Goal: Students will be able to use their four out of five senses (not taste) to make observations about the schoolyard habitat.

Oregon Content Standards:

Science

K.3 Scientific Inquiry: Science explores the natural world through observation.

K.3S.2 Make observations about the natural world.

Other Content Areas

Writing

Materials:

Safari hats (optional)

Clipboard and pencils

Observation Sheets (page 71 of Project Wild)

Time: 30 minutes

Activity:

Preteach:

1. What Do Scientists Do? Big Book

2. Five Senses

3. Scientists observe the natural world with all their senses

Activity:

1. Go outside and have students sit in a circle facing you. Ask students what their five senses are, and have them point to their eyes, their nose, their mouth, the ears, and their hands.

2. Remind students that scientists use all their senses when observing, except their mouth. There are things that are dangerous to eat, so scientists don’t taste things.

3. Have students close their eyes and turn around to face the other direction. Let them listen quietly for a minute, with their eyes closed. When a minute is up, discuss what they heard. Discuss what was natural and what was un-natural in what they heard.

4. Again, have them close their eyes and turn around to face the other direction. Let them smell quietly for a minute. When a minute is up, discuss what they smelled. Discuss what they might have smelled if they were closer to things. Discuss what was natural and what was un-natural in what they smelled.

5. Finally, have students face outside the circle, have them close their eyes and open them. Have students share the first thing they saw and categorize it as natural or man-made.

6. Continue with the Matching Cards Scavenger Hunt.

Extensions:

1. Take a Sound Walk outside. Every once in a while, stop the group and have children close their eyes. Ask them to raise a finger every time they hear a new sound. How many new sounds did they hear? Can they hear better with their eyes closed?

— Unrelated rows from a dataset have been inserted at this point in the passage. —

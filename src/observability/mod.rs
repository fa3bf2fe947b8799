//! Observability for the Google Search agent
//!
//! Structured logging setup and the span macros used around MCP requests and
//! tool execution. Per-request access logging lives with the HTTP routes.

pub mod logging;

// Re-export for convenience
pub use logging::{init_default_logging, init_logging, LogFormat};

// Span macros for structured logging
pub use logging::{request_span, tool_span};
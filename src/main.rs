//! Google Search MCP Agent - Main Entry Point

use clap::Parser;
use google_search_agent::config::{AgentConfig, ConfigError, ProcessEnv};
use google_search_agent::observability::init_default_logging;
use google_search_agent::protocol::McpServer;
use google_search_agent::tools::builtin::{google_search, GoogleSearchConfig, GoogleSearchTool};
use google_search_agent::tools::{ToolError, ToolSystem};
use google_search_agent::{http, AgentResult, APP_NAME, APP_VERSION};
use std::path::PathBuf;
use std::process;
use std::sync::Arc;
use tokio::signal;
use tracing::{error, info};

const ENV_HELP: &str = "\
Environment Variables:
  GOOGLE_API_KEY: Your Google API key for Custom Search API
  GOOGLE_CSE_ID:  Your Custom Search Engine ID (the 'cx' value)

Both are read on every tool call, not at startup.";

/// Google Search MCP Agent
#[derive(Parser)]
#[command(name = "google-search-agent")]
#[command(about = "Google Search MCP Agent - exposes Google Custom Search as an MCP tool over HTTP")]
#[command(version)]
#[command(after_help = ENV_HELP)]
struct Cli {
    /// Configuration file path
    #[arg(short, long, value_name = "FILE")]
    config: Option<PathBuf>,

    /// Listen interface for the HTTP server [default: 0.0.0.0]
    #[arg(long, value_name = "HOST")]
    listen: Option<String>,

    /// TCP port for the HTTP server [default: 8080]
    #[arg(long, value_name = "PORT")]
    port: Option<u16>,
}

#[tokio::main]
async fn main() {
    let cli = Cli::parse();

    init_default_logging();

    info!("Starting {} v{}", APP_NAME, APP_VERSION);

    let config = match load_configuration(&cli) {
        Ok(config) => config,
        Err(e) => {
            error!("Failed to load configuration: {}", e);
            process::exit(1);
        }
    };

    if let Err(e) = run_server(config).await {
        error!("Server failed: {}", e);
        process::exit(1);
    }

    info!("Application shutdown complete");
}

/// File values override defaults; explicit flags override both
fn load_configuration(cli: &Cli) -> Result<AgentConfig, ConfigError> {
    let mut config = match &cli.config {
        Some(path) => {
            info!("Loading configuration from: {}", path.display());
            AgentConfig::load_from_file(path)?
        }
        None => AgentConfig::default(),
    };

    if let Some(listen) = &cli.listen {
        config.server.listen = listen.clone();
    }
    if let Some(port) = cli.port {
        config.server.port = port;
    }

    config.validate()?;
    Ok(config)
}

/// Bootstrap: build the tool registry with injected dependencies
fn build_tools(config: &AgentConfig) -> Result<ToolSystem, ToolError> {
    let mut tools = ToolSystem::new();
    tools.register(Box::new(GoogleSearchTool::new(
        google_search::default_client()?,
        GoogleSearchConfig::from(&config.search),
        Arc::new(ProcessEnv),
    )));
    Ok(tools)
}

async fn run_server(config: AgentConfig) -> AgentResult<()> {
    let tools = build_tools(&config)?;
    let server = Arc::new(McpServer::new(APP_NAME, APP_VERSION, tools));

    let address = http::resolve_bind_address(&config.bind_address()).await?;
    info!("Starting {} v{} on {}", APP_NAME, APP_VERSION, address);

    http::serve(server, address, shutdown_signal()).await
}

/// Resolves on SIGINT or SIGTERM
async fn shutdown_signal() {
    let interrupt = async {
        if let Err(e) = signal::ctrl_c().await {
            error!("Failed to listen for SIGINT: {}", e);
            std::future::pending::<()>().await;
        }
    };

    #[cfg(unix)]
    let terminate = async {
        match signal::unix::signal(signal::unix::SignalKind::terminate()) {
            Ok(mut sigterm) => {
                sigterm.recv().await;
            }
            Err(e) => {
                error!("Failed to listen for SIGTERM: {}", e);
                std::future::pending::<()>().await;
            }
        }
    };

    #[cfg(not(unix))]
    let terminate = std::future::pending::<()>();

    tokio::select! {
        _ = interrupt => {
            info!("Received SIGINT, shutting down gracefully...");
        }
        _ = terminate => {
            info!("Received SIGTERM, shutting down gracefully...");
        }
    }
}
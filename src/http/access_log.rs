//! Per-request access logging for the MCP endpoint
//!
//! One INFO line per request, recorded after the reply is finalized, so the
//! status is whatever was actually written (200 when the handler set none).

use std::fmt;
use std::net::SocketAddr;
use std::time::Duration;
use tracing::info;
use warp::http::{Method, StatusCode};
use warp::log::Info;

/// Header carrying the MCP session identifier
pub const MCP_SESSION_ID: &str = "mcp-session-id";

const SESSION_SUFFIX_LEN: usize = 6;

/// Last six characters of a session id, enough to correlate log lines
/// without writing the whole identifier
pub fn short_session_id(id: &str) -> &str {
    let count = id.chars().count();
    if count <= SESSION_SUFFIX_LEN {
        return id;
    }
    let start = id
        .char_indices()
        .nth(count - SESSION_SUFFIX_LEN)
        .map(|(index, _)| index)
        .unwrap_or(0);
    &id[start..]
}

/// Everything one access log line reports
#[derive(Debug, Clone, PartialEq)]
pub struct AccessLogEntry {
    pub method: Method,
    pub path: String,
    pub remote_addr: Option<SocketAddr>,
    pub session: Option<String>,
    pub status: StatusCode,
    pub elapsed: Duration,
}

impl AccessLogEntry {
    pub fn from_info(info: &Info<'_>) -> Self {
        let session = info
            .request_headers()
            .get(MCP_SESSION_ID)
            .and_then(|value| value.to_str().ok())
            .filter(|id| !id.is_empty())
            .map(|id| short_session_id(id).to_string());

        Self {
            method: info.method().clone(),
            path: info.path().to_string(),
            remote_addr: info.remote_addr(),
            session,
            status: info.status(),
            elapsed: info.elapsed(),
        }
    }
}

impl fmt::Display for AccessLogEntry {
    fn fmt(&self, f: &mut fmt::Formatter<'_>) -> fmt::Result {
        write!(f, "{} {} ", self.method, self.path)?;
        match self.remote_addr {
            Some(addr) => write!(f, "{addr}")?,
            None => f.write_str("-")?,
        }
        if let Some(session) = &self.session {
            write!(f, " [session: ...{session}]")?;
        }
        write!(f, " {} {:?}", self.status.as_u16(), self.elapsed)
    }
}

/// `warp::log::custom` callback
pub fn log_request(info: Info<'_>) {
    let entry = AccessLogEntry::from_info(&info);
    info!(
        target: "google_search_agent::access",
        method = %entry.method,
        path = %entry.path,
        remote_addr = ?entry.remote_addr,
        session = entry.session.as_deref(),
        status = entry.status.as_u16(),
        latency_ms = entry.elapsed.as_millis() as u64,
        "{}",
        entry
    );
}

#[cfg(test)]
mod tests {
    use super::*;

    fn entry(session: Option<&str>) -> AccessLogEntry {
        AccessLogEntry {
            method: Method::POST,
            path: "/".to_string(),
            remote_addr: Some("127.0.0.1:54321".parse().unwrap()),
            session: session.map(str::to_string),
            status: StatusCode::OK,
            elapsed: Duration::from_millis(12),
        }
    }

    #[test]
    fn test_short_session_id_keeps_last_six() {
        assert_eq!(short_session_id("mcp-session-1234567890abcdef"), "abcdef");
        assert_eq!(short_session_id("abcdef"), "abcdef");
        assert_eq!(short_session_id("abc"), "abc");
        assert_eq!(short_session_id(""), "");
    }

    #[test]
    fn test_short_session_id_is_char_safe() {
        assert_eq!(short_session_id("sessión-ñandú"), "-ñandú");
    }

    #[test]
    fn test_line_without_session() {
        assert_eq!(entry(None).to_string(), "POST / 127.0.0.1:54321 200 12ms");
    }

    #[test]
    fn test_line_with_session() {
        assert_eq!(
            entry(Some("abcdef")).to_string(),
            "POST / 127.0.0.1:54321 [session: ...abcdef] 200 12ms"
        );
    }

    #[test]
    fn test_line_without_remote_addr() {
        let mut entry = entry(None);
        entry.remote_addr = None;
        entry.status = StatusCode::ACCEPTED;

        assert_eq!(entry.to_string(), "POST / - 202 12ms");
    }
}
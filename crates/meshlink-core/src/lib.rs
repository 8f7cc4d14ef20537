//! Core building blocks for the meshlink peer bridge
//!
//! meshlink connects an embedded overlay-routing engine to nearby devices over
//! Bluetooth LE L2CAP channels and local-network sockets. This crate holds the
//! pieces every transport shares:
//!
//! - [`types`] - device and key identities, peer types, link ids
//! - [`errors`] - the error taxonomy used across the workspace
//! - [`engine`] - the boundary to the routing engine and its conduits
//! - [`memory`] - an in-process engine used by tests and the demo node
//! - [`link`] - open/close bookkeeping and conduit pumping shared by transports
//! - [`config`] - tunables and persisted user settings

pub mod config;
pub mod engine;
pub mod errors;
pub mod link;
pub mod memory;
pub mod types;

pub use config::{BleConfig, BonjourConfig, EngineConfig, MeshConfig, MeshSettings};
pub use engine::{Conduit, EngineBuilder, EnginePaths, PeerFilter, RoutingEngine, MAX_FRAME_SIZE};
pub use errors::{EngineError, MeshError, Result, TransportError};
pub use link::{LinkCore, PeerTransport, StopHook};
pub use memory::{MemoryConduit, MemoryEngine, MemoryEngineBuilder};
pub use types::{DeviceUuid, LinkId, PeerType, PublicKey};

Which sounds were natural and which un-natural? Now do a Smell Walk or a Touch Walk.

2. Do this activity again, this time inside the school. Compare which animals live inside and which live outside. Make a Venn Diagram.

3. Have your class write a Wildlife Is Everywhere! book. Have each student draw a picture of an animal they saw and write where they saw it and what it was doing. Bind it together into a book.

Craft Project:

Homemade binoculars. With two toilet paper tubes, masking tape, yarn, and a hole punch, students can build their own pair of binoculars. Afterward making these, go outside and use them to look for wildlife!

Imaginative Play:

Create a jeep out of a large box with paper plate steering wheel construction paper tires, and so on. Have students make homemade binoculars, canteens or water bottles, toy cameras, compasses, pencils, and vests with lots of pockets. Invite children to go on a pretend journey into the wood to find wild animals.